CGPA - Ok, those are your guitars and your setup...what do you like in strings?
Frank - I use the lightest strings in existence. I use a .015 for my D string. So I use an .008, a .009, a .012, a .015, a .026 and a .038. The only string I'll usually break is an E string, but I continue the song with or without it. I don't switch guitars through the middle of the tune, I just play with 5 strings. With strings that thin, I only have 2 wound strings. I think the FireWire strings from Canada are really good. A guy in Windsor makes them.
CGPA - Picks?
Frank - Extra heavy, standard shape! The heavier the better. If it's a rock, that's even better. I don't want any bend, any flex whatsoever. They do have stone picks, but they cost way too much money and I'm constantly losing picks.
Frank - I also use a wireless with a belt pack. Did you know I had the first wireless in existence? I had the first Schaeffer Vega Wireless system for guitar.
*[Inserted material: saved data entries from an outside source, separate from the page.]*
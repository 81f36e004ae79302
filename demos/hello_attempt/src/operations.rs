//! Sample operations and the dispatcher that attempts them.

use attempt::{Attempter, Fault, Outcome};
use serde::Serialize;
use thiserror::Error;

use crate::cli::Operation;

/// Payload produced by the sample operations.
#[derive(Debug, Clone, PartialEq, Eq, Serialize)]
pub struct Record {
    /// Numeric field.
    pub foo: u32,
    /// Text field.
    pub bar: String,
}

impl Record {
    fn sample() -> Self {
        Self {
            foo: 123,
            bar: "this is bar".to_owned(),
        }
    }
}

/// Error returned by the failing sample operation.
#[derive(Debug, Clone, PartialEq, Eq, Error)]
#[error("{0}")]
pub struct OperationError(pub String);

/// Produces a record synchronously.
///
/// # Errors
///
/// Never fails; the signature matches the other operations.
pub fn sync_operation() -> Result<Record, OperationError> {
    Ok(Record::sample())
}

/// Produces a record after yielding to the runtime once.
///
/// # Errors
///
/// Never fails; the signature matches the other operations.
pub async fn async_operation() -> Result<Record, OperationError> {
    tokio::task::yield_now().await;
    Ok(Record::sample())
}

/// Fails with `message`.
///
/// # Errors
///
/// Always returns an [`OperationError`].
pub fn failing_operation(message: &str) -> Result<Record, OperationError> {
    Err(OperationError(message.to_owned()))
}

/// Panics with `message`.
///
/// # Errors
///
/// Never returns normally.
///
/// # Panics
///
/// Always.
#[expect(
    clippy::panic_in_result_fn,
    reason = "shares the signature of the fallible operations"
)]
pub fn panicking_operation(message: &str) -> Result<Record, OperationError> {
    panic!("{message}")
}

/// Runs `operation` through `attempter`.
pub async fn execute(
    attempter: &Attempter,
    operation: &Operation,
) -> Outcome<Record, Fault<OperationError>> {
    match operation {
        Operation::Sync => attempter.attempt_fn(sync_operation),
        Operation::Async => attempter.attempt(async_operation()).await,
        Operation::Fail { message } => attempter.attempt_fn(|| failing_operation(message)),
        Operation::Panic { message } => attempter.attempt_fn(|| panicking_operation(message)),
    }
}

#[cfg(test)]
mod tests {
    use attempt::{Attempter, Fault};
    use futures::FutureExt;
    use rstest::rstest;
    use test_helpers::panic_hook;

    use super::{OperationError, Record, execute};
    use crate::cli::Operation;

    #[rstest]
    #[case(Operation::Sync)]
    #[case(Operation::Async)]
    #[tokio::test]
    async fn successful_operations_resolve(#[case] operation: Operation) {
        let outcome = execute(&Attempter::default(), &operation).await;
        assert_eq!(outcome.value(), Some(&Record::sample()));
    }

    #[tokio::test]
    async fn failing_operation_is_rejected() {
        let operation = Operation::Fail {
            message: "nope".into(),
        };
        let outcome = execute(&Attempter::default(), &operation).await;
        assert_eq!(
            outcome.error().and_then(Fault::raised),
            Some(&OperationError("nope".into()))
        );
    }

    #[test]
    fn panicking_operation_is_captured() {
        let _quiet = panic_hook::silence();
        let operation = Operation::Panic {
            message: "bad".into(),
        };
        let outcome = execute(&Attempter::default(), &operation)
            .now_or_never()
            .expect("synchronous operations settle on the first poll");
        let panic = outcome.error().and_then(Fault::panicked);
        assert_eq!(panic.and_then(|p| p.message()), Some("bad"));
    }
}
//! Trait-based conversions into the crate's error types.

use figment::Error as FigmentError;

use super::{AssertError, PolicyError};
use crate::fault::Fault;

impl From<FigmentError> for PolicyError {
    fn from(e: FigmentError) -> Self {
        Self::Gathering(e.into())
    }
}

impl<E> From<Fault<E>> for AssertError<E> {
    fn from(fault: Fault<E>) -> Self {
        Self::Rejected(fault)
    }
}

impl PolicyError {
    /// Construct a validation error for `key`.
    ///
    /// # Examples
    ///
    /// ```
    /// use attempt::PolicyError;
    /// let e = PolicyError::validation("label", "must not be blank");
    /// assert_eq!(e.to_string(), "Validation failed for 'label': must not be blank");
    /// ```
    #[must_use]
    pub fn validation(key: impl Into<String>, message: impl Into<String>) -> Self {
        Self::Validation {
            key: key.into(),
            message: message.into(),
        }
    }
}
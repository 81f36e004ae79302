//! Policy loading inside a [`figment::Jail`].
//!
//! Policy sources are process-global (the working directory and the
//! environment), so loading tests populate a jail first and then run the
//! loader inside it. The loader's own result is handed back untouched, which
//! lets a test assert on a rejected policy as easily as on a valid one.

use anyhow::{Context, Result, anyhow};
use figment::Jail;

/// Populates a jail with `setup`, then runs `load` inside it.
///
/// The outer `Result` reports problems with the jail itself: a failed setup
/// step or a jail that could not be created. The inner `Result` is whatever
/// `load` returned.
///
/// # Errors
///
/// Returns an error when the jail cannot be created or `setup` fails.
///
/// # Examples
///
/// ```
/// use test_helpers::figment::load_in_jail;
///
/// let label = load_in_jail(
///     |jail| {
///         jail.set_env("ATTEMPT_LABEL", "jailed");
///         Ok(())
///     },
///     || std::env::var("ATTEMPT_LABEL"),
/// )
/// .expect("jail runs");
/// assert_eq!(label.ok().as_deref(), Some("jailed"));
/// ```
pub fn load_in_jail<T, E, S, L>(setup: S, load: L) -> Result<std::result::Result<T, E>>
where
    S: FnOnce(&mut Jail) -> figment::error::Result<()>,
    L: FnOnce() -> std::result::Result<T, E>,
{
    let mut loaded = None;
    Jail::try_with(|jail| {
        setup(jail)?;
        loaded = Some(load());
        Ok(())
    })
    .map_err(|err| anyhow!("policy jail setup failed: {err}"))?;
    loaded.context("policy jail did not run the loader")
}

/// Jail setup that leaves the working directory and environment empty.
///
/// # Errors
///
/// Never fails; the signature matches [`load_in_jail`]'s setup parameter.
pub const fn empty_jail(_: &mut Jail) -> figment::error::Result<()> {
    Ok(())
}
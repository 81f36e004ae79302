//! Test helpers shared across crates.
//!
//! This crate provides a scoped panic-hook silencer for tests that panic on
//! purpose, and a `figment::Jail` runner for policy loading tests.

pub mod figment;
pub mod panic_hook;
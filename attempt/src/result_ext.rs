//! Extensions bridging [`Result`] and [`Outcome`] concisely.
//!
//! These helpers reduce repetitive `match`/`map_err` plumbing at the
//! boundary between code that propagates with `?` and code that inspects
//! outcomes.
//!
//! - Use [`OutcomeExt::into_outcome`] to turn a `Result` into an `Outcome`
//!   without going through an attempt.
//! - Use [`IntoFault::into_fault`] when a `Result` has to line up with the
//!   `Fault<E>` error type produced by attempts.
//! - Use [`RaiseExt::raise`] at the end of a control flow to re-raise a
//!   captured failure: raised errors come back as `Err`, panics resume.
//!
//! # Examples
//!
//! ```
//! use attempt::{RaiseExt, attempt_fn};
//!
//! fn port() -> Result<u16, std::num::ParseIntError> {
//!     let outcome = attempt_fn(|| "8080".parse::<u16>());
//!     outcome.raise()
//! }
//!
//! assert_eq!(port().ok(), Some(8080));
//! ```

use crate::fault::Fault;
use crate::outcome::Outcome;

/// Converts a `Result<T, E>` into an `Outcome<T, E>`.
pub trait OutcomeExt<T, E> {
    /// Convert `Ok` into a success and `Err` into a failure.
    fn into_outcome(self) -> Outcome<T, E>;
}

impl<T, E> OutcomeExt<T, E> for Result<T, E> {
    fn into_outcome(self) -> Outcome<T, E> {
        Outcome::from(self)
    }
}

/// Lifts the error of a `Result` into a raised [`Fault`].
pub trait IntoFault<T, E> {
    /// Convert `Result<T, E>` into `Result<T, Fault<E>>`.
    ///
    /// # Errors
    ///
    /// Propagates the original error wrapped in [`Fault::Raised`].
    fn into_fault(self) -> Result<T, Fault<E>>;
}

impl<T, E> IntoFault<T, E> for Result<T, E> {
    fn into_fault(self) -> Result<T, Fault<E>> {
        self.map_err(Fault::Raised)
    }
}

/// Re-raises a captured failure.
pub trait RaiseExt<T, E> {
    /// Return the value, hand back a raised error, or resume a panic.
    ///
    /// # Errors
    ///
    /// Returns the raised error of a failed outcome.
    ///
    /// # Panics
    ///
    /// Resumes unwinding when the outcome holds a captured panic.
    fn raise(self) -> Result<T, E>;
}

impl<T, E> RaiseExt<T, E> for Outcome<T, Fault<E>> {
    fn raise(self) -> Result<T, E> {
        self.assert_value().map_err(Fault::resume)
    }
}
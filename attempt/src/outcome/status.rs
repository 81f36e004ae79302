//! The discriminant shared by both outcome variants.

use std::fmt;

use serde::{Deserialize, Serialize};

/// Settlement status of an [`Outcome`](super::Outcome).
///
/// The status is fixed by the variant that was constructed; there is no way
/// to change it without building a new outcome.
#[derive(Debug, Clone, Copy, PartialEq, Eq, Hash, Serialize, Deserialize)]
#[serde(rename_all = "lowercase")]
pub enum Status {
    /// The computation produced a value.
    Resolved,
    /// The computation failed and its error was captured.
    Rejected,
}

impl Status {
    /// Returns the lowercase tag used in logs and serialized outcomes.
    #[must_use]
    pub const fn as_str(self) -> &'static str {
        match self {
            Self::Resolved => "resolved",
            Self::Rejected => "rejected",
        }
    }
}

impl fmt::Display for Status {
    fn fmt(&self, f: &mut fmt::Formatter<'_>) -> fmt::Result {
        f.write_str(self.as_str())
    }
}
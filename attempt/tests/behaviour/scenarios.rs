//! Binds the attempt feature file to the step registry.

use crate::fixtures::{AttemptContext, attempt_context};
use rstest_bdd_macros::scenarios;

scenarios!(
    "tests/features/attempt.feature",
    fixtures = [attempt_context: AttemptContext]
);
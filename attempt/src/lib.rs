//! Run fallible computations and always get an inspectable outcome.
//!
//! This crate turns a computation that may fail, whether it returns an error
//! or panics, into an [`Outcome`] that is always produced. The caller then
//! discriminates between [`Outcome::Success`] and [`Outcome::Failure`]
//! before touching the payload, instead of relying on `?` or unwinding to
//! carry failures away from the call site.
//!
//! ```
//! use attempt::{Outcome, attempt_fn};
//!
//! let outcome = attempt_fn(|| "42".parse::<i32>());
//! match outcome {
//!     Outcome::Success(value) => assert_eq!(value, 42),
//!     Outcome::Failure(fault) => panic!("unexpected failure: {fault}"),
//! }
//! ```
//!
//! Asynchronous work goes through [`attempt`] or [`attempt_with`], whose
//! [`Attempt`] handle resolves to the same kind of outcome.

mod error;
mod fault;
mod outcome;
mod policy;
mod result_ext;
mod settle;

pub use error::{AssertError, PolicyError, PolicyResult};
pub use fault::{Fault, FaultOrigin, Panicked};
pub use outcome::{Outcome, Recovery, Status};
pub use policy::{AttemptPolicy, DEFAULT_POLICY_FILE, ENV_PREFIX};
pub use result_ext::{IntoFault, OutcomeExt, RaiseExt};
pub use settle::{Attempt, Attempter, Step, attempt, attempt_fn, attempt_with};
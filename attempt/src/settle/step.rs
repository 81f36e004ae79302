//! What a callable handed to [`attempt_with`](crate::attempt_with) produces.

use std::fmt;
use std::future::Future;

use futures::FutureExt;
use futures::future::BoxFuture;

/// Explicit tag distinguishing a plain result from a deferred computation.
///
/// # Examples
///
/// ```
/// use attempt::Step;
///
/// let ready: Step<'_, u8, String> = Step::value(7);
/// assert!(ready.is_ready());
///
/// let deferred: Step<'_, u8, String> = Step::deferred(async { Ok(7) });
/// assert!(!deferred.is_ready());
/// ```
pub enum Step<'a, T, E> {
    /// The callable already produced its result.
    Ready(Result<T, E>),
    /// The callable returned work that settles later.
    Deferred(BoxFuture<'a, Result<T, E>>),
}

impl<'a, T, E> Step<'a, T, E> {
    /// A plain result.
    pub const fn ready(result: Result<T, E>) -> Self {
        Self::Ready(result)
    }

    /// A plain successful value.
    pub const fn value(value: T) -> Self {
        Self::Ready(Ok(value))
    }

    /// A deferred computation.
    pub fn deferred<F>(future: F) -> Self
    where
        F: Future<Output = Result<T, E>> + Send + 'a,
    {
        Self::Deferred(future.boxed())
    }

    /// Returns `true` when no suspension is needed.
    #[must_use]
    pub const fn is_ready(&self) -> bool {
        matches!(self, Self::Ready(_))
    }
}

impl<T, E> From<Result<T, E>> for Step<'_, T, E> {
    fn from(result: Result<T, E>) -> Self {
        Self::Ready(result)
    }
}

impl<T: fmt::Debug, E: fmt::Debug> fmt::Debug for Step<'_, T, E> {
    fn fmt(&self, f: &mut fmt::Formatter<'_>) -> fmt::Result {
        match self {
            Self::Ready(result) => f.debug_tuple("Ready").field(result).finish(),
            Self::Deferred(_) => f.write_str("Deferred(..)"),
        }
    }
}
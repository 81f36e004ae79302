//! The two-variant outcome produced by every attempt.
//!
//! An [`Outcome`] is either a [`Outcome::Success`] carrying the computed value
//! or a [`Outcome::Failure`] carrying the captured error. Callers discriminate
//! with `match`, `if let`, or the [`Outcome::resolved`] and
//! [`Outcome::rejected`] predicates before reaching for the payload.

mod catch;
mod status;
mod wire;

pub use catch::Recovery;
pub use status::Status;

/// Result of a computation that has already settled.
///
/// Unlike [`std::result::Result`], an `Outcome` is meant to be inspected
/// where it is produced rather than propagated with `?`. Use
/// [`Outcome::assert_value`] when propagation is what the caller wants.
///
/// # Examples
///
/// ```
/// use attempt::{Outcome, Status};
///
/// let outcome: Outcome<u8, &str> = Outcome::success(42);
/// assert!(outcome.resolved());
/// assert_eq!(outcome.status(), Status::Resolved);
/// if let Outcome::Success(value) = outcome {
///     assert_eq!(value, 42);
/// }
/// ```
#[derive(Debug, Clone, Copy, PartialEq, Eq, Hash)]
#[must_use = "an outcome may hold a captured failure which should be inspected"]
pub enum Outcome<T, E> {
    /// The computation produced a value.
    Success(T),
    /// The computation failed; the captured error is kept verbatim.
    Failure(E),
}

impl<T, E> Outcome<T, E> {
    /// Wraps a computed value.
    pub const fn success(value: T) -> Self {
        Self::Success(value)
    }

    /// Wraps a captured error.
    pub const fn failure(error: E) -> Self {
        Self::Failure(error)
    }

    /// Returns the settlement status of this outcome.
    #[must_use]
    pub const fn status(&self) -> Status {
        match self {
            Self::Success(_) => Status::Resolved,
            Self::Failure(_) => Status::Rejected,
        }
    }

    /// Returns `true` for [`Outcome::Success`].
    #[must_use]
    pub const fn resolved(&self) -> bool {
        matches!(self, Self::Success(_))
    }

    /// Returns `true` for [`Outcome::Failure`].
    #[must_use]
    pub const fn rejected(&self) -> bool {
        matches!(self, Self::Failure(_))
    }

    /// Borrows the stored value, if any.
    #[must_use]
    pub const fn value(&self) -> Option<&T> {
        match self {
            Self::Success(value) => Some(value),
            Self::Failure(_) => None,
        }
    }

    /// Borrows the stored error, if any.
    #[must_use]
    pub const fn error(&self) -> Option<&E> {
        match self {
            Self::Success(_) => None,
            Self::Failure(error) => Some(error),
        }
    }

    /// Consumes the outcome, returning the value of a success.
    #[must_use]
    pub fn into_value(self) -> Option<T> {
        match self {
            Self::Success(value) => Some(value),
            Self::Failure(_) => None,
        }
    }

    /// Consumes the outcome, returning the error of a failure.
    #[must_use]
    pub fn into_error(self) -> Option<E> {
        match self {
            Self::Success(_) => None,
            Self::Failure(error) => Some(error),
        }
    }

    /// Converts `&Outcome<T, E>` into `Outcome<&T, &E>`.
    pub const fn as_ref(&self) -> Outcome<&T, &E> {
        match self {
            Self::Success(value) => Outcome::Success(value),
            Self::Failure(error) => Outcome::Failure(error),
        }
    }

    /// Returns the value, or raises the stored error by returning it as
    /// `Err` so the caller can propagate it with `?`.
    ///
    /// # Errors
    ///
    /// Returns the captured error when the outcome is a failure.
    ///
    /// # Examples
    ///
    /// ```
    /// use attempt::Outcome;
    ///
    /// fn first_word(outcome: Outcome<String, String>) -> Result<usize, String> {
    ///     let text = outcome.assert_value()?;
    ///     Ok(text.split_whitespace().count())
    /// }
    ///
    /// assert_eq!(first_word(Outcome::success("two words".into())), Ok(2));
    /// assert_eq!(first_word(Outcome::failure("nope".into())), Err("nope".into()));
    /// ```
    pub fn assert_value(self) -> Result<T, E> {
        self.into_result()
    }

    /// Converts the outcome into a standard [`Result`].
    ///
    /// # Errors
    ///
    /// Returns the captured error when the outcome is a failure.
    pub fn into_result(self) -> Result<T, E> {
        match self {
            Self::Success(value) => Ok(value),
            Self::Failure(error) => Err(error),
        }
    }

    /// Maps the value of a success, leaving a failure untouched.
    pub fn map<U, F>(self, op: F) -> Outcome<U, E>
    where
        F: FnOnce(T) -> U,
    {
        match self {
            Self::Success(value) => Outcome::Success(op(value)),
            Self::Failure(error) => Outcome::Failure(error),
        }
    }

    /// Maps the error of a failure, leaving a success untouched.
    pub fn map_err<G, F>(self, op: F) -> Outcome<T, G>
    where
        F: FnOnce(E) -> G,
    {
        match self {
            Self::Success(value) => Outcome::Success(value),
            Self::Failure(error) => Outcome::Failure(op(error)),
        }
    }
}

impl<T, E> From<Result<T, E>> for Outcome<T, E> {
    fn from(result: Result<T, E>) -> Self {
        match result {
            Ok(value) => Self::Success(value),
            Err(error) => Self::Failure(error),
        }
    }
}

impl<T, E> From<Outcome<T, E>> for Result<T, E> {
    fn from(outcome: Outcome<T, E>) -> Self {
        outcome.into_result()
    }
}

#[cfg(test)]
mod tests;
Before anybody had them, Ken Schaeffer, who designed it, gave me one to try. And then later on Angus Young got one, Ted and a bunch of other guys. What a contraption it was too. I used to tape it to the front of my guitar so that people wouldn't think I was playing to a tape. And then this whole story started "Frank Marino is this crazy dude man, he tapes his cigarettes to his guitar", cause it looked like a pack of cigarettes.